Neural networks represent a stack of layers, where each of the layers is responsible for catching some information. In the early layers, models learn the information about raw sound units also called low-level audio features. These have no human-interpretable meaning. Deep layers represent more human-understandable features like words and phonemes.
End-to-end approach entails the use of speech features from intermediate layers. In this case, speech representation models (ALBERT or HuBERT) were used as feature extractors. Both feature extractors were used as a Transfer learning while classification models were fine-tuned.
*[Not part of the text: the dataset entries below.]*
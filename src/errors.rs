use thiserror::Error;

/// Defect-level failures only. Expected domain conditions (unknown catalog
/// id, malformed MPAN, electrical mismatch, missing optional string values)
/// are represented as data in the relevant result types, never as errors
/// here.
#[derive(Debug, Error)]
pub enum EngineError {
    #[error("Form snapshot was considered invalid due to error: {0}")]
    InvalidFormData(#[from] anyhow::Error),
}
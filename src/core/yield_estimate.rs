use crate::core::units::{round_to_dp, watts_to_kilowatts};
use crate::input::{Orientation, PvArray};

/// Annual yield estimation for UK installations.
///
/// The model is the flat-factor estimate used for initial system sizing:
/// a UK-average specific yield per kWp, scaled by orientation and tilt
/// factors in the style of the MCS MGD 003 irradiance tables, then derated
/// by the surveyed shading loss fraction. It deliberately ignores weather
/// data and inter-annual variation, which belong to a full irradiance model,
/// not a sizing form.

/// UK-average specific yield for an unshaded, optimally oriented system,
/// in kWh per kWp per year.
const UK_BASE_SPECIFIC_YIELD: f64 = 950.;

/// Tilt from horizontal at which the base specific yield applies, in degrees.
const OPTIMAL_TILT_DEGREES: f64 = 35.;

const ORIENTATION_FACTOR_SOUTH: f64 = 1.0;
const ORIENTATION_FACTOR_SOUTH_EAST_WEST: f64 = 0.95;
const ORIENTATION_FACTOR_EAST_WEST: f64 = 0.85;
const ORIENTATION_FACTOR_NORTH_EAST_WEST: f64 = 0.72;
const ORIENTATION_FACTOR_NORTH: f64 = 0.6;

fn orientation_factor(orientation: Orientation) -> f64 {
    match orientation {
        Orientation::South => ORIENTATION_FACTOR_SOUTH,
        Orientation::SouthEast | Orientation::SouthWest => ORIENTATION_FACTOR_SOUTH_EAST_WEST,
        Orientation::East | Orientation::West => ORIENTATION_FACTOR_EAST_WEST,
        Orientation::NorthEast | Orientation::NorthWest => ORIENTATION_FACTOR_NORTH_EAST_WEST,
        Orientation::North => ORIENTATION_FACTOR_NORTH,
    }
}

/// Quadratic falloff either side of the optimal tilt. Worst case within the
/// physical 0-90 degree range is a vertical south wall at around 0.79 of the
/// optimal-tilt yield, consistent with the MGD 003 table corners.
fn tilt_factor(tilt_degrees: f64) -> f64 {
    let tilt = tilt_degrees.clamp(0., 90.);
    1. - ((tilt - OPTIMAL_TILT_DEGREES) / 120.).powi(2)
}

/// Estimate the annual yield of one array in kWh, unrounded.
///
/// The shading factor is a loss fraction: 0 means no shading loss, 1 means
/// fully shaded (zero yield). Values outside 0-1 are clamped. The estimate
/// is monotone non-decreasing in capacity for fixed orientation, tilt and
/// shading.
pub fn estimate_annual_yield_kwh(
    capacity_kw: f64,
    orientation: Orientation,
    tilt_degrees: f64,
    shading_factor: f64,
) -> f64 {
    let shading_derate = 1. - shading_factor.clamp(0., 1.);
    capacity_kw
        * UK_BASE_SPECIFIC_YIELD
        * orientation_factor(orientation)
        * tilt_factor(tilt_degrees)
        * shading_derate
}

/// Total estimated annual yield across all arrays, rounded to the nearest
/// whole kWh. Each array contributes according to its own orientation, tilt
/// and shading.
pub fn total_annual_yield_kwh(arrays: &[PvArray]) -> f64 {
    let total: f64 = arrays
        .iter()
        .map(|array| {
            estimate_annual_yield_kwh(
                watts_to_kilowatts(array.panel_wattage * array.panel_count as f64),
                array.orientation,
                array.tilt_degrees,
                array.shading_factor,
            )
        })
        .sum();
    round_to_dp(total, 0)
}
For these classification tasks we used two custom s3prl downstream models: an attention-based classifier that was trained on SNIPS dataset and a linear classifier that is trained on Fluent commands dataset, but eventually both models were fine-tuned using Dementia dataset.
Looking at inference results of the end-to-end solution, it’s claimed that using speech features, instead of text, with fine-tuned downsample models led to more meaningful results. Namely, the combination of HuBERT and an attention-based model shows the most concise result among all approaches. In this case, classifiers learned to catch relevant information that could help differentiate between healthy people and those with Dementia.
For the explicit description of what models and methods for fine-tuning were used, you can download the PDF of this article.
Given the two different approaches to dementia classification with AI, we can derive a couple of recommendations to improve the model output:
Use more data. Dementia can have different manifestations depending on the cause and patient age, as symptoms will basically vary from person to person. Obtaining more data samples with dementia speech representations allows us to train models on more diverse data, which can possibly result in more accurate classifications.
Improve preprocessing procedure. Besides the number of samples, data quality also matters. While we can’t correct the initial defects in speech or actual recording, using preprocessing can significantly improve audio quality. This will result in less meaningful information lost during the feature extraction and have a positive impact on the training.
Alter models. As an example of end-to-end processing, different upstream and downstream models show different accuracy. Trying different models in speech classification may result in improvement of classification accuracy.
As the test results show, applying neural networks to analyzing dementia audio recordings can generate accurate suggestions. Training neural networks for speech classification tasks is a complex exercise that requires data science expertise as well as audio processing knowledge.